Super-Natural Instructions Benchmark
- The benchmark introduces a unified evaluation suite with 1,616 tasks, overcoming previous limitations in sparse and inconsistent instruction data.
- Sup-NatInst enables robust assessment of cross-task and cross-lingual generalization through both natural language and pseudo-code instruction formats.
- It provides a reproducible framework complete with standardized datasets, baselines, model checkpoints, and a public leaderboard to drive further advances.
The Super-NaturalInstructions (Sup-NatInst) benchmark is a large-scale evaluation suite designed to enable rigorous assessment of cross-task generalization in NLP models under natural language task instruction. Introduced by Wang et al. (2022), Sup-NatInst provides 1,616 diverse NLP tasks across 76 task types and 55 languages, each annotated with expert-written declarative instructions, positive/negative examples, and millions of input–output instances.
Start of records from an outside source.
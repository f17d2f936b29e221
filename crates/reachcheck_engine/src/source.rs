use std::collections::BTreeMap;
use std::io;
use std::path::PathBuf;
use std::time::Duration;

use engine_logging::{engine_error, engine_info};
use thiserror::Error;
use url::Url;

use crate::{EndpointDescriptor, EngineError};

#[derive(Debug, Error)]
pub enum SourceError {
    #[error("unknown category '{0}'")]
    UnknownCategory(String),
    #[error("failed to read {path:?}: {source}")]
    Io {
        path: PathBuf,
        #[source]
        source: io::Error,
    },
    #[error("endpoint list is not valid JSON: {0}")]
    Parse(#[from] serde_json::Error),
    #[error("failed to fetch endpoint list: {0}")]
    Transport(#[from] reqwest::Error),
    #[error("endpoint list request returned http status {0}")]
    HttpStatus(u16),
}

/// Result of [`EndpointSource::load`]: the endpoints, or nothing plus a notice for the user.
#[derive(Debug, Clone, PartialEq, Eq, Default)]
pub struct LoadedEndpoints {
    pub endpoints: Vec<EndpointDescriptor>,
    pub notice: Option<String>,
}

/// Supplies the ordered endpoint list for a category.
#[async_trait::async_trait]
pub trait EndpointSource: Send + Sync {
    /// Known category names, sorted.
    fn categories(&self) -> Vec<String>;

    fn contains(&self, category: &str) -> bool {
        self.categories().iter().any(|known| known == category)
    }

    async fn try_load(&self, category: &str) -> Result<Vec<EndpointDescriptor>, SourceError>;

    /// Like [`try_load`](Self::try_load), but a failure becomes an empty list and a notice.
    async fn load(&self, category: &str) -> LoadedEndpoints {
        match self.try_load(category).await {
            Ok(endpoints) => {
                engine_info!(
                    "Loaded {} endpoints for category '{}'",
                    endpoints.len(),
                    category
                );
                LoadedEndpoints {
                    endpoints,
                    notice: None,
                }
            }
            Err(err) => {
                engine_error!("Error loading category '{}': {}", category, err);
                LoadedEndpoints {
                    endpoints: Vec::new(),
                    notice: Some(format!(
                        "Could not load the server list for '{category}': {err}"
                    )),
                }
            }
        }
    }
}

/// In-memory categories.
#[derive(Debug, Clone, Default)]
pub struct StaticSource {
    categories: BTreeMap<String, Vec<EndpointDescriptor>>,
}

impl StaticSource {
    pub fn new() -> Self {
        Self::default()
    }

    pub fn with_category(
        mut self,
        name: impl Into<String>,
        endpoints: Vec<EndpointDescriptor>,
    ) -> Self {
        self.categories.insert(name.into(), endpoints);
        self
    }
}

#[async_trait::async_trait]
impl EndpointSource for StaticSource {
    fn categories(&self) -> Vec<String> {
        self.categories.keys().cloned().collect()
    }

    async fn try_load(&self, category: &str) -> Result<Vec<EndpointDescriptor>, SourceError> {
        self.categories
            .get(category)
            .cloned()
            .ok_or_else(|| SourceError::UnknownCategory(category.to_string()))
    }
}

/// Where a category's JSON endpoint list lives.
#[derive(Debug, Clone, PartialEq, Eq)]
pub enum CategoryLocation {
    File(PathBuf),
    Remote(Url),
}

/// Categories backed by JSON documents on disk or behind a URL.
#[derive(Debug, Clone)]
pub struct CatalogSource {
    categories: BTreeMap<String, CategoryLocation>,
    client: reqwest::Client,
}

impl CatalogSource {
    pub fn new(categories: BTreeMap<String, CategoryLocation>) -> Result<Self, EngineError> {
        let client = reqwest::Client::builder()
            .connect_timeout(Duration::from_secs(10))
            .timeout(Duration::from_secs(30))
            .build()
            .map_err(EngineError::HttpClient)?;
        Ok(Self { categories, client })
    }

    pub fn location(&self, category: &str) -> Option<&CategoryLocation> {
        self.categories.get(category)
    }

    async fn fetch_remote(&self, url: &Url) -> Result<Vec<u8>, SourceError> {
        let response = self.client.get(url.clone()).send().await?;
        let status = response.status();
        if !status.is_success() {
            return Err(SourceError::HttpStatus(status.as_u16()));
        }
        Ok(response.bytes().await?.to_vec())
    }
}

#[async_trait::async_trait]
impl EndpointSource for CatalogSource {
    fn categories(&self) -> Vec<String> {
        self.categories.keys().cloned().collect()
    }

    fn contains(&self, category: &str) -> bool {
        self.categories.contains_key(category)
    }

    async fn try_load(&self, category: &str) -> Result<Vec<EndpointDescriptor>, SourceError> {
        let location = self
            .location(category)
            .ok_or_else(|| SourceError::UnknownCategory(category.to_string()))?;
        let raw = match location {
            CategoryLocation::File(path) => {
                tokio::fs::read(path)
                    .await
                    .map_err(|source| SourceError::Io {
                        path: path.clone(),
                        source,
                    })?
            }
            CategoryLocation::Remote(url) => self.fetch_remote(url).await?,
        };
        Ok(serde_json::from_slice(&raw)?)
    }
}
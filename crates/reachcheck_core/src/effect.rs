use crate::{RunId, RunMode};

#[derive(Debug, Clone, PartialEq, Eq)]
pub enum Effect {
    /// Load the category and probe every endpoint in it.
    StartRun {
        run_id: RunId,
        category: String,
        timeout_ms: u64,
        mode: RunMode,
    },
    /// Abort the outstanding probes of a run and finalize it early.
    CancelRun { run_id: RunId },
}
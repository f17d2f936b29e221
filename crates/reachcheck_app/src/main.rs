mod platform;

use std::process::ExitCode;

use clap::Parser;

fn main() -> ExitCode {
    let cli = platform::cli::Cli::parse();
    match platform::run_app(cli) {
        Ok(code) => code,
        Err(err) => {
            eprintln!("reachcheck: {err:#}");
            ExitCode::from(platform::EXIT_CONFIG_ERROR)
        }
    }
}
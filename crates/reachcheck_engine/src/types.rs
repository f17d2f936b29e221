use std::fmt;

use serde::Deserialize;

pub type RunId = u64;

/// One endpoint to check. Extra fields in the source document are ignored.
#[derive(Debug, Clone, PartialEq, Eq, Deserialize)]
pub struct EndpointDescriptor {
    pub name: String,
    pub url: String,
}

impl EndpointDescriptor {
    pub fn new(name: impl Into<String>, url: impl Into<String>) -> Self {
        Self {
            name: name.into(),
            url: url.into(),
        }
    }
}

/// Why a probe ended the way it did. Only `Ok` means reachable.
#[derive(Debug, Clone, Copy, PartialEq, Eq)]
pub enum ProbeReason {
    Ok,
    Timeout,
    Error,
    /// The run was cancelled before the probe finished.
    Cancelled,
}

impl fmt::Display for ProbeReason {
    fn fmt(&self, f: &mut fmt::Formatter<'_>) -> fmt::Result {
        match self {
            ProbeReason::Ok => write!(f, "ok"),
            ProbeReason::Timeout => write!(f, "timeout"),
            ProbeReason::Error => write!(f, "error"),
            ProbeReason::Cancelled => write!(f, "cancelled"),
        }
    }
}

#[derive(Debug, Clone, Copy, PartialEq, Eq)]
pub struct ProbeVerdict {
    pub reachable: bool,
    pub reason: ProbeReason,
}

impl ProbeVerdict {
    pub fn ok() -> Self {
        Self {
            reachable: true,
            reason: ProbeReason::Ok,
        }
    }

    pub fn timeout() -> Self {
        Self::unreachable(ProbeReason::Timeout)
    }

    pub fn error() -> Self {
        Self::unreachable(ProbeReason::Error)
    }

    pub fn cancelled() -> Self {
        Self::unreachable(ProbeReason::Cancelled)
    }

    fn unreachable(reason: ProbeReason) -> Self {
        Self {
            reachable: false,
            reason,
        }
    }
}

#[derive(Debug, Clone, PartialEq, Eq)]
pub struct ProbeOutcome {
    pub endpoint: EndpointDescriptor,
    pub reachable: bool,
    pub reason: ProbeReason,
}

impl ProbeOutcome {
    pub fn new(endpoint: EndpointDescriptor, verdict: ProbeVerdict) -> Self {
        Self {
            endpoint,
            reachable: verdict.reachable,
            reason: verdict.reason,
        }
    }
}

#[derive(Debug, Clone, Copy, PartialEq, Eq)]
pub struct RunProgress {
    pub completed: usize,
    pub total: usize,
}

/// Final aggregation of a run.
#[derive(Debug, Clone, PartialEq, Eq, Default)]
pub struct RunSummary {
    pub working_count: usize,
    pub unreachable_count: usize,
    pub total: usize,
    /// Set when the run was cancelled; `outcomes` then holds only finished probes.
    pub cancelled: bool,
    pub outcomes: Vec<ProbeOutcome>,
}

#[derive(Debug, Clone, PartialEq, Eq)]
pub enum EngineEvent {
    RunStarted {
        run_id: RunId,
        total: usize,
    },
    Outcome {
        run_id: RunId,
        outcome: ProbeOutcome,
    },
    Progress {
        run_id: RunId,
        progress: RunProgress,
    },
    RunFinished {
        run_id: RunId,
        summary: RunSummary,
    },
    Notice {
        run_id: RunId,
        message: String,
    },
}

impl EngineEvent {
    pub fn run_id(&self) -> RunId {
        match self {
            EngineEvent::RunStarted { run_id, .. }
            | EngineEvent::Outcome { run_id, .. }
            | EngineEvent::Progress { run_id, .. }
            | EngineEvent::RunFinished { run_id, .. }
            | EngineEvent::Notice { run_id, .. } => *run_id,
        }
    }
}
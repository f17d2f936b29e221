use std::sync::mpsc;
use std::time::Duration;

use engine_logging::{engine_info, engine_warn};
use reachcheck_core::{Effect, Msg, OutcomeReason, OutcomeRow, RunMode, RunSummaryView};
use reachcheck_engine::{
    ConcurrencyMode, EngineError, EngineEvent, EngineHandle, ProbeOutcome, ProbeReason, RunConfig,
    RunSummary,
};

/// Executes core effects against the engine and feeds engine events back as messages.
pub struct EffectRunner {
    engine: EngineHandle,
    msg_tx: mpsc::Sender<Msg>,
}

impl EffectRunner {
    pub fn new(engine: EngineHandle, msg_tx: mpsc::Sender<Msg>) -> Self {
        Self { engine, msg_tx }
    }

    pub fn enqueue(&mut self, effects: Vec<Effect>) {
        for effect in effects {
            match effect {
                Effect::StartRun {
                    run_id,
                    category,
                    timeout_ms,
                    mode,
                } => {
                    engine_info!(
                        "StartRun run_id={} category={} timeout_ms={} mode={:?}",
                        run_id,
                        category,
                        timeout_ms,
                        mode
                    );
                    let config = RunConfig::new(category)
                        .with_timeout_ms(timeout_ms)
                        .with_mode(map_mode(mode));
                    if let Err(err) = self.engine.start_run(run_id, config) {
                        engine_warn!("Run {} rejected: {}", run_id, err);
                        let _ = self.msg_tx.send(Msg::RunRejected {
                            run_id,
                            reason: err.to_string(),
                        });
                    }
                }
                Effect::CancelRun { run_id } => {
                    self.engine.cancel(run_id);
                }
            }
        }
    }

    /// Waits up to `timeout` for one engine event and forwards it. Returns whether one arrived.
    pub fn pump(&self, timeout: Duration) -> Result<bool, EngineError> {
        match self.engine.recv_timeout(timeout)? {
            Some(event) => {
                let _ = self.msg_tx.send(map_event(event));
                Ok(true)
            }
            None => Ok(false),
        }
    }
}

fn map_mode(mode: RunMode) -> ConcurrencyMode {
    match mode {
        RunMode::Sequential => ConcurrencyMode::Sequential,
        RunMode::Parallel => ConcurrencyMode::Parallel,
    }
}

fn map_event(event: EngineEvent) -> Msg {
    match event {
        EngineEvent::RunStarted { run_id, total } => Msg::RunStarted { run_id, total },
        EngineEvent::Outcome { run_id, outcome } => Msg::OutcomeReceived {
            run_id,
            row: map_outcome(outcome),
        },
        EngineEvent::Progress { run_id, progress } => Msg::ProgressReported {
            run_id,
            completed: progress.completed,
            total: progress.total,
        },
        EngineEvent::RunFinished { run_id, summary } => Msg::RunFinished {
            run_id,
            summary: map_summary(&summary),
        },
        EngineEvent::Notice { run_id, message } => Msg::NoticeRaised { run_id, message },
    }
}

fn map_outcome(outcome: ProbeOutcome) -> OutcomeRow {
    OutcomeRow {
        name: outcome.endpoint.name,
        url: outcome.endpoint.url,
        reachable: outcome.reachable,
        reason: match outcome.reason {
            ProbeReason::Ok => OutcomeReason::Ok,
            ProbeReason::Timeout => OutcomeReason::Timeout,
            // Cancelled probes are dropped by the coordinator before they get here.
            ProbeReason::Error | ProbeReason::Cancelled => OutcomeReason::Error,
        },
    }
}

fn map_summary(summary: &RunSummary) -> RunSummaryView {
    RunSummaryView {
        working_count: summary.working_count,
        unreachable_count: summary.unreachable_count,
        total: summary.total,
        cancelled: summary.cancelled,
    }
}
Sup-NatInst addresses critical questions regarding the ability of pretrained LLMs to generalize to unseen tasks given only task instructions, providing a public dataset, model, and leaderboard to drive reproducible research on instruction-following models (Wang et al., 2022). Subsequent work by Mishra et al. demonstrates how systematically reformatting these instructions as pseudo-code further enhances the performance of LLMs (Mishra et al., 2023).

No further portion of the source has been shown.